Desde Aguascalientes, y no desde su estado, Campos declaró que el hecho “fue un accidente”, descartando cualquier riesgo o irregularidad. Sin embargo, la propia Fiscalía de Chihuahua confirmó que los agentes extranjeros participaban en labores de entrenamiento tras un operativo de destrucción de laboratorios clandestinos, lo que evidencia que su presencia no fue casual, sino previamente avalada.

El fiscal César Jáuregui Moreno detalló que estos ejercicios formaban parte de un esquema de cooperación internacional. No obstante, la presidenta Claudia Sheinbaum declaró que el gobierno federal no tenía conocimiento de dichas actividades, lo que abre un foco rojo sobre posibles violaciones a la normativa nacional.
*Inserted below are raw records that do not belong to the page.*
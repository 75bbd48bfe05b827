//! Internal error helpers for mapping HTTP/reqwest errors to [`TransportError`].

use haven_stream::TransportError;

/// Map a non-success HTTP status and its body to a [`TransportError`].
pub(crate) fn map_http_status(status: reqwest::StatusCode, body: &str) -> TransportError {
    TransportError::Status {
        status: status.as_u16(),
        body: body.to_string(),
    }
}

/// Map a [`reqwest::Error`] raised while sending to a [`TransportError`].
pub(crate) fn map_reqwest_error(err: reqwest::Error) -> TransportError {
    TransportError::Request(Box::new(err))
}

#[cfg(test)]
mod tests {
    use super::*;

    #[test]
    fn status_and_body_are_kept() {
        let err = map_http_status(reqwest::StatusCode::UNAUTHORIZED, "invalid api key");
        assert!(matches!(
            err,
            TransportError::Status { status: 401, ref body } if body == "invalid api key"
        ));
    }

    #[test]
    fn status_5xx_is_retryable() {
        let err = map_http_status(reqwest::StatusCode::BAD_GATEWAY, "bad gateway");
        assert!(err.is_retryable());
    }

    #[test]
    fn status_429_is_retryable() {
        let err = map_http_status(reqwest::StatusCode::TOO_MANY_REQUESTS, "slow down");
        assert!(err.is_retryable());
    }

    #[test]
    fn status_400_is_not_retryable() {
        let err = map_http_status(reqwest::StatusCode::BAD_REQUEST, "bad body");
        assert!(!err.is_retryable());
    }

    #[test]
    fn empty_body_preserved_in_error() {
        let err = map_http_status(reqwest::StatusCode::NOT_FOUND, "");
        assert!(matches!(err, TransportError::Status { ref body, .. } if body.is_empty()));
    }
}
Y es que el Artículo 70 de la Ley de Seguridad Nacional establece que “las y los servidores públicos de las entidades federativas, de los municipios y de las demarcaciones territoriales de la Ciudad de México, deberán entregar a las secretarías de Relaciones Exteriores y de Seguridad y Protección Ciudadana, dentro de los tres días siguientes de la celebración de cualquier reunión, intercambio de información, llamadas telefónicas o comunicaciones que sostengan con los Agentes Extranjeros, un informe por escrito de las mismas”, cosa que ignoró la gobernadora.

Lejos de dar explicaciones, la mandataria panista prefirió deslindarse y seguir con su agenda social, en medio de un caso delicado que involucra soberanía, coordinación institucional y pérdida de vidas. Su postura ha sido duramente criticada, al proyectar más interés por eventos públicos que por rendir cuentas.

El episodio exhibe a una gobernadora que primero abre la puerta a agentes extranjeros y luego evade responsabilidades, alimentando la percepción de una gestión subordinada y alejada de los intereses nacionales. Para muchos, el calificativo de “vendepatrias” no es exageración, sino reflejo de una política sin rumbo ni compromiso.